YOUR GOAL:
Below are lines of data, and only some are wanted. Please repeat exactly those from the line that has "use proptest::prelude::*;" through the line that has "let rules = IgnoreRuleSet::from_path(&path).unwrap();".

-- RECORDS FOR THE TASK follows --

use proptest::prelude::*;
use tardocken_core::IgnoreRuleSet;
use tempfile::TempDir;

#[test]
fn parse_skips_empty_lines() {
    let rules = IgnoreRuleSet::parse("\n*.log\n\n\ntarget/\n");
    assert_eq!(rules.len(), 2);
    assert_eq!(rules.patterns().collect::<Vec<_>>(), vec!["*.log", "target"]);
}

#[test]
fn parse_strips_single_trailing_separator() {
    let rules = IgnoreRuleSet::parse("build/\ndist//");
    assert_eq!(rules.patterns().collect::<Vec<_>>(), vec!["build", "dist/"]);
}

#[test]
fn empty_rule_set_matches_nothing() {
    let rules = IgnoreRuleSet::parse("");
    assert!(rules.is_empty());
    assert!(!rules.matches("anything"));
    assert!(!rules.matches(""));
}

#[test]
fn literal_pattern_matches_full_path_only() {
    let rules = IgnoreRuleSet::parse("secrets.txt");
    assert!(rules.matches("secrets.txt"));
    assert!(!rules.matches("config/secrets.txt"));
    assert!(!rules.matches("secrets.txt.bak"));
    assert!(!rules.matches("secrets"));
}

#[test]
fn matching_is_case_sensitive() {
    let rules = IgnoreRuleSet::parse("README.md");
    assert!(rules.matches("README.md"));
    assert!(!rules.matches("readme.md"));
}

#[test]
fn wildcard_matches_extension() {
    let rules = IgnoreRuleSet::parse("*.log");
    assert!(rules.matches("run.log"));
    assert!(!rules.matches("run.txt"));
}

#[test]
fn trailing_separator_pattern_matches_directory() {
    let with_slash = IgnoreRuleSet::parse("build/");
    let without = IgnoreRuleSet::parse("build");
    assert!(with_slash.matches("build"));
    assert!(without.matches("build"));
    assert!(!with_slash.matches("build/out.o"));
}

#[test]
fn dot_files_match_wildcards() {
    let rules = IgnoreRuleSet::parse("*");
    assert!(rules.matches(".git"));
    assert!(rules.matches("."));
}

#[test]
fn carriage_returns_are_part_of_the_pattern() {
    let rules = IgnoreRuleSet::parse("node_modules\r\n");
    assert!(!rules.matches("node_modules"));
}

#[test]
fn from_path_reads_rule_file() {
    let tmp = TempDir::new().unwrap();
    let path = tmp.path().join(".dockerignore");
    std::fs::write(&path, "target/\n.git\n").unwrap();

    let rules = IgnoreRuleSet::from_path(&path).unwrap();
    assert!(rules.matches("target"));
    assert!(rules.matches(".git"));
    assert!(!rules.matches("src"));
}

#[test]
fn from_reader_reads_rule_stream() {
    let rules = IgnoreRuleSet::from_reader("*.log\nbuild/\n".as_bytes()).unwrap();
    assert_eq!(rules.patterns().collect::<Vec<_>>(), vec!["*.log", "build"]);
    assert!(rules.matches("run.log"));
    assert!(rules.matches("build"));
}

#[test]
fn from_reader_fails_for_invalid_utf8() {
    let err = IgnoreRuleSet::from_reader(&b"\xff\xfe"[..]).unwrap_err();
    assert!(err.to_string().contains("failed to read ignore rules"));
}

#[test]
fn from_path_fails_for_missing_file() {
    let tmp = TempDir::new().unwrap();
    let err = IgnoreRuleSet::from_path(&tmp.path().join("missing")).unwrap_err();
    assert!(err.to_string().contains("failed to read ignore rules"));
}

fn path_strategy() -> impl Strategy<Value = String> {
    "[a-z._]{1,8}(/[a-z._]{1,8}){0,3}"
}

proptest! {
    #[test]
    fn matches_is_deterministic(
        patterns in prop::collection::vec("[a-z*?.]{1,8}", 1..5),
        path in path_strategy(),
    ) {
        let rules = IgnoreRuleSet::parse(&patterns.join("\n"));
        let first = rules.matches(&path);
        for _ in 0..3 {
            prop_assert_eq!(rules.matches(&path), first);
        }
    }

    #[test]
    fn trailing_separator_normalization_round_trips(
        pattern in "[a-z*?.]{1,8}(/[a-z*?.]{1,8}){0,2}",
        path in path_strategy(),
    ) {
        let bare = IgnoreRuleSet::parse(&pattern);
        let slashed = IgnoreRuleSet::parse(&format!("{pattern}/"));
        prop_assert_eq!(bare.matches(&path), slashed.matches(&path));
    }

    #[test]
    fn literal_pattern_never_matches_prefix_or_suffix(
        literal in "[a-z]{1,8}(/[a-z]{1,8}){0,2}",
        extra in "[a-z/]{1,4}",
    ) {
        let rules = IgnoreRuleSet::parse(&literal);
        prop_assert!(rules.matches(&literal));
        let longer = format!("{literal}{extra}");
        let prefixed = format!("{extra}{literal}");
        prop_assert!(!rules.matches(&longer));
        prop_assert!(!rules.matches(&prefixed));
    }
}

-- RECORDS FOR THE TASK concluded --
-- RECORDS FOR THE TASK follows --

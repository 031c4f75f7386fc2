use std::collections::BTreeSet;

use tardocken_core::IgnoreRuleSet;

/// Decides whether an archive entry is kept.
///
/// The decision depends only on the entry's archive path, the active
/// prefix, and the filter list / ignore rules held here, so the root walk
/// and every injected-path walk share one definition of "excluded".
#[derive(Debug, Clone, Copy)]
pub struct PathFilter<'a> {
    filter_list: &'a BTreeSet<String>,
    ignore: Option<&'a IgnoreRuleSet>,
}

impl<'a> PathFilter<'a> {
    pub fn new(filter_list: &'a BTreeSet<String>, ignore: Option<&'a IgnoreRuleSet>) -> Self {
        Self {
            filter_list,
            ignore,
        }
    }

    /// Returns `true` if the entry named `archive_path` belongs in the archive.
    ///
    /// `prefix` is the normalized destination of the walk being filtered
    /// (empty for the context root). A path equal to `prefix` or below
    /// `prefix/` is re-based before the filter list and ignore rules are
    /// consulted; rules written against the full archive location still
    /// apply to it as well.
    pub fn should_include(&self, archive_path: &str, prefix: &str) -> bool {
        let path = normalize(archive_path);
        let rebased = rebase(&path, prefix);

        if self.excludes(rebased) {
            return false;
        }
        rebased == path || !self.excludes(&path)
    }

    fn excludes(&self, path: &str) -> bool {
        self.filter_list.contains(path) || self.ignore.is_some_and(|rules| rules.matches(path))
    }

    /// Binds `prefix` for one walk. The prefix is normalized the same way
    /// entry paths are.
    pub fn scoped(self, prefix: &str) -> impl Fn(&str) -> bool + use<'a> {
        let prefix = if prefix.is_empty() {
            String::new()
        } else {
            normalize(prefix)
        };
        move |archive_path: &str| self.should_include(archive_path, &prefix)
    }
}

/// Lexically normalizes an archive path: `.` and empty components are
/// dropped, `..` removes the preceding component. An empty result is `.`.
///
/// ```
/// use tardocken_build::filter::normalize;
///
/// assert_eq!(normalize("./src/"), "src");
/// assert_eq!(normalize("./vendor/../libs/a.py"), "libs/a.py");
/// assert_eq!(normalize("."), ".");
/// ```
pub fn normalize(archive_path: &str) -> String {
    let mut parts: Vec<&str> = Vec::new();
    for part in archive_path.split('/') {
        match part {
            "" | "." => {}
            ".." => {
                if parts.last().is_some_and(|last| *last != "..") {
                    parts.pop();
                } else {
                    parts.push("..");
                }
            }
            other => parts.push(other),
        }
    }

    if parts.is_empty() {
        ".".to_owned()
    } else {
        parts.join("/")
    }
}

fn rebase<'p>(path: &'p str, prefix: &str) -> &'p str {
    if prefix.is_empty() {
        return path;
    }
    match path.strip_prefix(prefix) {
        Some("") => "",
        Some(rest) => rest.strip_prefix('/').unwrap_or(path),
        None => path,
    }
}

-- RECORDS FOR THE TASK concluded --
-- RECORDS FOR THE TASK follows --

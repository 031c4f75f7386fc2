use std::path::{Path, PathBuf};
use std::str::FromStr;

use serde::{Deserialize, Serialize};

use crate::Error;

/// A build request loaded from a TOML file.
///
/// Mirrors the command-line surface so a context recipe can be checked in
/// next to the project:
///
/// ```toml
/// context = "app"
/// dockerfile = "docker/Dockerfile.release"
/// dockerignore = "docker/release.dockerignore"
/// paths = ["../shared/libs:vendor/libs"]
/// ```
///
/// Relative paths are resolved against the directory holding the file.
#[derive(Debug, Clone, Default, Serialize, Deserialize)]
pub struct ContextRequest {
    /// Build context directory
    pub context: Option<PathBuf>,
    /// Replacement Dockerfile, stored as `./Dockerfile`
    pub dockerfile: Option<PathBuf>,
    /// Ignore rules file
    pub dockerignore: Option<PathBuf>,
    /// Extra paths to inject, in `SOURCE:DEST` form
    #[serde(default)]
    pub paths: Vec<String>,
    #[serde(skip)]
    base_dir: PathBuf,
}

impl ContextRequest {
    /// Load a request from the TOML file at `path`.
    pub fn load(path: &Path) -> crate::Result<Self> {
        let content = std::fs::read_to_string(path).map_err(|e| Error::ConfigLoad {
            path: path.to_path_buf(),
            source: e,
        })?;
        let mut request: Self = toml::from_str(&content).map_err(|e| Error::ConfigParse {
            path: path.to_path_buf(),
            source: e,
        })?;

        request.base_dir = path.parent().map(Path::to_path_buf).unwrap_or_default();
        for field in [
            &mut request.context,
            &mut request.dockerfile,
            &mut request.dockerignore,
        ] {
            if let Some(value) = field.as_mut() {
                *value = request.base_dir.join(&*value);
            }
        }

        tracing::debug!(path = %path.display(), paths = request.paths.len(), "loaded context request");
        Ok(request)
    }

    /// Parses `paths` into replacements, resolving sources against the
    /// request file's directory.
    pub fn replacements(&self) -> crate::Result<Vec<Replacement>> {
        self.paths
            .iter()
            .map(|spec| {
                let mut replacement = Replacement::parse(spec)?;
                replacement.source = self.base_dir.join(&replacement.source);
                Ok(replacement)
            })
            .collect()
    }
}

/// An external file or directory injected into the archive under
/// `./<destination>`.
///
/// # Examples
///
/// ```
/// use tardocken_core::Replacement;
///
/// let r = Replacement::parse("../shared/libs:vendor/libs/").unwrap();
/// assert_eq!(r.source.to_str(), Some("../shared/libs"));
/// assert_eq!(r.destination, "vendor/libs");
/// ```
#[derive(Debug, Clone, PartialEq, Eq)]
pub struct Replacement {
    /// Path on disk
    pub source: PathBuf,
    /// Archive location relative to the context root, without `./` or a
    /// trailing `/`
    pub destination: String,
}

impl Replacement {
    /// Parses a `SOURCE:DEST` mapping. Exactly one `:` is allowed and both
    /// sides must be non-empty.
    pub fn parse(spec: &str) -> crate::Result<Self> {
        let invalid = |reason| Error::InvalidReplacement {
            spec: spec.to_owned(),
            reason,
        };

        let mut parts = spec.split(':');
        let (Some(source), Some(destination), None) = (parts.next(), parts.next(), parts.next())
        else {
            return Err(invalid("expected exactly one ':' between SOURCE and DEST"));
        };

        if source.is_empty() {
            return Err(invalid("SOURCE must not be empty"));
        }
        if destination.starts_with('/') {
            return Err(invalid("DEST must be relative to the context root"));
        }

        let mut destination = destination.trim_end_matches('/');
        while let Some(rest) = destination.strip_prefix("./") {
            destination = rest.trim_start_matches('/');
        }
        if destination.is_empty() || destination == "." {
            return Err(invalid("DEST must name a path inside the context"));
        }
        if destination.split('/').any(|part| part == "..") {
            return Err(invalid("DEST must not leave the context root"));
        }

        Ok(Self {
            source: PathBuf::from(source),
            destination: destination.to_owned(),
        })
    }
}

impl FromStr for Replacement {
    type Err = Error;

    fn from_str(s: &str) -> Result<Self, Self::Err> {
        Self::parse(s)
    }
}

-- RECORDS FOR THE TASK concluded --

RESULT OF THIS TASK:
use proptest::prelude::*;
use tardocken_core::IgnoreRuleSet;
use tempfile::TempDir;

#[test]
fn parse_skips_empty_lines() {
    let rules = IgnoreRuleSet::parse("\n*.log\n\n\ntarget/\n");
    assert_eq!(rules.len(), 2);
    assert_eq!(rules.patterns().collect::<Vec<_>>(), vec!["*.log", "target"]);
}

#[test]
fn parse_strips_single_trailing_separator() {
    let rules = IgnoreRuleSet::parse("build/\ndist//");
    assert_eq!(rules.patterns().collect::<Vec<_>>(), vec!["build", "dist/"]);
}

#[test]
fn empty_rule_set_matches_nothing() {
    let rules = IgnoreRuleSet::parse("");
    assert!(rules.is_empty());
    assert!(!rules.matches("anything"));
    assert!(!rules.matches(""));
}

#[test]
fn literal_pattern_matches_full_path_only() {
    let rules = IgnoreRuleSet::parse("secrets.txt");
    assert!(rules.matches("secrets.txt"));
    assert!(!rules.matches("config/secrets.txt"));
    assert!(!rules.matches("secrets.txt.bak"));
    assert!(!rules.matches("secrets"));
}

#[test]
fn matching_is_case_sensitive() {
    let rules = IgnoreRuleSet::parse("README.md");
    assert!(rules.matches("README.md"));
    assert!(!rules.matches("readme.md"));
}

#[test]
fn wildcard_matches_extension() {
    let rules = IgnoreRuleSet::parse("*.log");
    assert!(rules.matches("run.log"));
    assert!(!rules.matches("run.txt"));
}

#[test]
fn trailing_separator_pattern_matches_directory() {
    let with_slash = IgnoreRuleSet::parse("build/");
    let without = IgnoreRuleSet::parse("build");
    assert!(with_slash.matches("build"));
    assert!(without.matches("build"));
    assert!(!with_slash.matches("build/out.o"));
}

#[test]
fn dot_files_match_wildcards() {
    let rules = IgnoreRuleSet::parse("*");
    assert!(rules.matches(".git"));
    assert!(rules.matches("."));
}

#[test]
fn carriage_returns_are_part_of_the_pattern() {
    let rules = IgnoreRuleSet::parse("node_modules\r\n");
    assert!(!rules.matches("node_modules"));
}

#[test]
fn from_path_reads_rule_file() {
    let tmp = TempDir::new().unwrap();
    let path = tmp.path().join(".dockerignore");
    std::fs::write(&path, "target/\n.git\n").unwrap();

    let rules = IgnoreRuleSet::from_path(&path).unwrap();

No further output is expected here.